O ex-ministro do CDS-PP Luís Nobre Guedes afirmou esta terça-feira que o sistema foi concebido para «albergar os poderosos e garantir os interesses instalados», anunciando que vai ao congresso do partido «afrontar o poder constituído».

Luís Nobre Guedes participou segunda-feira à noite no Clube dos Pensadores, em Vila Nova de Gaia, onde disse que, estando «afastado da política», vai ao congresso do CDS porque não tem «medo» nem nunca teve, antecipando «um ambiente hostil» já que vai «afrontar o poder constituído».

«E vou-lhes dizer mais ou menos o que vos vou dizer agora: Portugal tem tudo para ser um país excecional. Tenho muitas dúvidas que o atual situacionismo saiba e seja capaz de fazer aquilo que é preciso fazer», sintetizou.

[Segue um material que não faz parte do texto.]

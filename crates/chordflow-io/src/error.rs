//! Error types for transports and the event loop.

use thiserror::Error;

#[derive(Error, Debug)]
pub enum Error {
    #[error(transparent)]
    Core(#[from] chordflow_core::Error),

    #[error("no MIDI input ports found")]
    NoPortsFound,

    #[error("MIDI port not found: {0}")]
    PortNotFound(String),

    #[error("MIDI device error: {0}")]
    Midi(String),

    #[error("key-up for note {0} which is not down (transport desync?)")]
    NoteNotDown(u8),

    #[error("{0} is not supported in {1:?} delivery mode")]
    WrongDelivery(&'static str, crate::transport::Delivery),

    #[error("event loop is already running")]
    AlreadyRunning,

    #[error("event loop is not running")]
    NotRunning,
}

#[cfg(feature = "midi-io")]
impl From<midir::InitError> for Error {
    fn from(e: midir::InitError) -> Self {
        Error::Midi(e.to_string())
    }
}

#[cfg(feature = "midi-io")]
impl From<midir::ConnectError<midir::MidiInput>> for Error {
    fn from(e: midir::ConnectError<midir::MidiInput>) -> Self {
        Error::Midi(e.to_string())
    }
}

#[cfg(feature = "midi-io")]
impl From<midir::PortInfoError> for Error {
    fn from(e: midir::PortInfoError) -> Self {
        Error::Midi(e.to_string())
    }
}

pub type Result<T> = std::result::Result<T, Error>;
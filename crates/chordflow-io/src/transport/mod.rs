//! Transport abstraction over MIDI event sources.
//!
//! A [`Transport`] delivers note events in one of two modes: **push**
//! (the transport invokes an installed callback per message, as midir
//! does) or **poll** (the engine owns a drain loop and repeatedly asks
//! for pending messages). The event loop picks its operating mode from
//! [`Transport::delivery`] at construction.

mod loopback;
pub use loopback::LoopbackTransport;

#[cfg(feature = "midi-io")]
mod hardware;
#[cfg(feature = "midi-io")]
pub use hardware::{MidiInputTransport, PortInfo};

use crate::error::Result;

/// Note message kind. `NoteOn` with velocity 0 is treated as a key-up by
/// the engine, per the MIDI running-status convention.
#[derive(Debug, Clone, Copy, PartialEq, Eq)]
pub enum MessageKind {
    NoteOn,
    NoteOff,
}

/// A discrete note event from a transport.
#[derive(Debug, Clone, Copy, PartialEq, Eq)]
pub struct MidiMessage {
    pub kind: MessageKind,
    pub note: u8,
    pub velocity: u8,
}

impl MidiMessage {
    pub fn note_on(note: u8, velocity: u8) -> Self {
        Self {
            kind: MessageKind::NoteOn,
            note,
            velocity,
        }
    }

    pub fn note_off(note: u8) -> Self {
        Self {
            kind: MessageKind::NoteOff,
            note,
            velocity: 0,
        }
    }

    /// True for a note-on with non-zero velocity.
    pub fn is_key_down(&self) -> bool {
        self.kind == MessageKind::NoteOn && self.velocity > 0
    }

    /// Parses a raw MIDI message, returning `None` for anything other
    /// than note-on/note-off (CC, pitch bend, etc. are not note events).
    pub fn from_bytes(bytes: &[u8]) -> Option<Self> {
        if bytes.len() < 3 {
            return None;
        }
        let note = bytes[1] & 0x7F;
        let velocity = bytes[2] & 0x7F;
        match bytes[0] & 0xF0 {
            0x90 => Some(Self::note_on(note, velocity)),
            0x80 => Some(Self::note_off(note)),
            _ => None,
        }
    }
}

/// Per-message callback installed on push transports.
pub type MessageCallback = Box<dyn FnMut(MidiMessage) + Send>;

/// How a transport hands messages to the engine.
#[derive(Debug, Clone, Copy, PartialEq, Eq)]
pub enum Delivery {
    /// Transport invokes the installed callback per message.
    Push,
    /// Engine drains pending messages from a background loop.
    Poll,
}

/// A source of note events bound to one event loop.
pub trait Transport: Send {
    fn delivery(&self) -> Delivery;

    /// Installs the per-message callback. Push transports must deliver
    /// every subsequent message (and any already queued) through it;
    /// poll transports return [`Error::WrongDelivery`](crate::Error).
    fn set_callback(&mut self, callback: MessageCallback) -> Result<()>;

    /// Returns all currently pending messages without blocking. Push
    /// transports have nothing to drain and return an empty vec.
    fn drain_pending(&mut self) -> Vec<MidiMessage>;
}

#[cfg(test)]
mod tests {
    use super::*;

    #[test]
    fn test_from_bytes_note_on() {
        let msg = MidiMessage::from_bytes(&[0x90, 60, 100]).unwrap();
        assert_eq!(msg, MidiMessage::note_on(60, 100));
        assert!(msg.is_key_down());
    }

    #[test]
    fn test_from_bytes_note_off() {
        let msg = MidiMessage::from_bytes(&[0x80, 60, 0]).unwrap();
        assert_eq!(msg, MidiMessage::note_off(60));
        assert!(!msg.is_key_down());
    }

    #[test]
    fn test_note_on_velocity_zero_is_key_up() {
        let msg = MidiMessage::from_bytes(&[0x90, 64, 0]).unwrap();
        assert_eq!(msg.kind, MessageKind::NoteOn);
        assert!(!msg.is_key_down());
    }

    #[test]
    fn test_from_bytes_ignores_other_status() {
        assert!(MidiMessage::from_bytes(&[0xB0, 7, 127]).is_none()); // CC
        assert!(MidiMessage::from_bytes(&[0xE0, 0, 64]).is_none()); // pitch bend
        assert!(MidiMessage::from_bytes(&[0x90, 60]).is_none()); // truncated
        assert!(MidiMessage::from_bytes(&[]).is_none());
    }

    #[test]
    fn test_from_bytes_any_channel() {
        let msg = MidiMessage::from_bytes(&[0x95, 60, 80]).unwrap();
        assert_eq!(msg, MidiMessage::note_on(60, 80));
    }
}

Na opinião do ex-ministro com a pasta do Ambiente e do Ordenamento do Território, «este sistema foi pensado e concebido para albergar os poderosos e garantir os interesses instalados», considerando ser «preciso ter a coragem de mudar o estado das coisas» para que não seja «um poder que é forte com os fracos e é muito fraco com os fortes».

O centrista deu cinco exemplos onde considera que «os fortes ganharam»: as Parcerias Público-Privadas (PPP), os swaps, o BPN, o défice tarifário e os mercados regulados.

«Não é concebível que o poder político seja hoje controlado pelo poder económico. Isto é a subversão de tudo», condenou.

Interrogado sobre a sua relação com Paulo Portas, Nobre Guedes garante ser do CDS e que não renegou o seu partido, manifestando «uma sensibilidade diferente em relação ao modo como as coisas têm sido conduzidas».

«Eu sou do CDS e vou ao CDS dizer o que penso. Provavelmente o CDS vai dizer: obrigadíssimo, não queremos isto para nada porque nós estamos muito bem. O nosso banquete está muito bom. Como eu costumo dizer, é muito difícil sair de um banquete com salmão e caviar para o frango assado. É estar a pedir muito», ironizou.

O ex-ministro disse ainda estranhar que, «em dois anos e meio, haja tanta apatia por parte dos dois partidos que apoiam a maioria governativa».

«Eu acho que a oposição faz o que tem a fazer, que é criticar o Governo. Eu tenho dúvidas de que os partidos que apoiam o Governo façam tudo quanto devem fazer para apoiar o Governo que é deles», explicou.

O advogado defendeu uma revisão da Constituição, que diz não passar «nem por mexer nos princípios da Constituição nem por mexer nos direitos sociais».

«Rever a Constituição passa por ter a coragem de fazer duas coisas no mínimo: reforçar os poderes do Presidente da República e de uma vez por todas fazer a revisão da lei eleitoral que não se quer fazer e sem a qual é impossível voltar a dar credibilidade a este regime», elencou.

Para Nobre Guedes, nem a direita ou o Governo «se devam afirmar por provas de autoridade ou de autoritarismo».

«A direita gosta muito de autoridade e de algum autoritarismo. Eu não gosto. E daí uma das minhas divergências com o meu presidente de partido e amigo, Paulo Portas. É que eu não gosto desse tipo de reação», diferenciou.

O centrista disse ainda não entender cortes de salários e de pensões sem que «duas coisas emblemáticas» sejam feitas: «na próxima legislatura não termos mais de 180 deputados e não era já tempo, passados três anos, de terem extinto pelo menos um concelho?».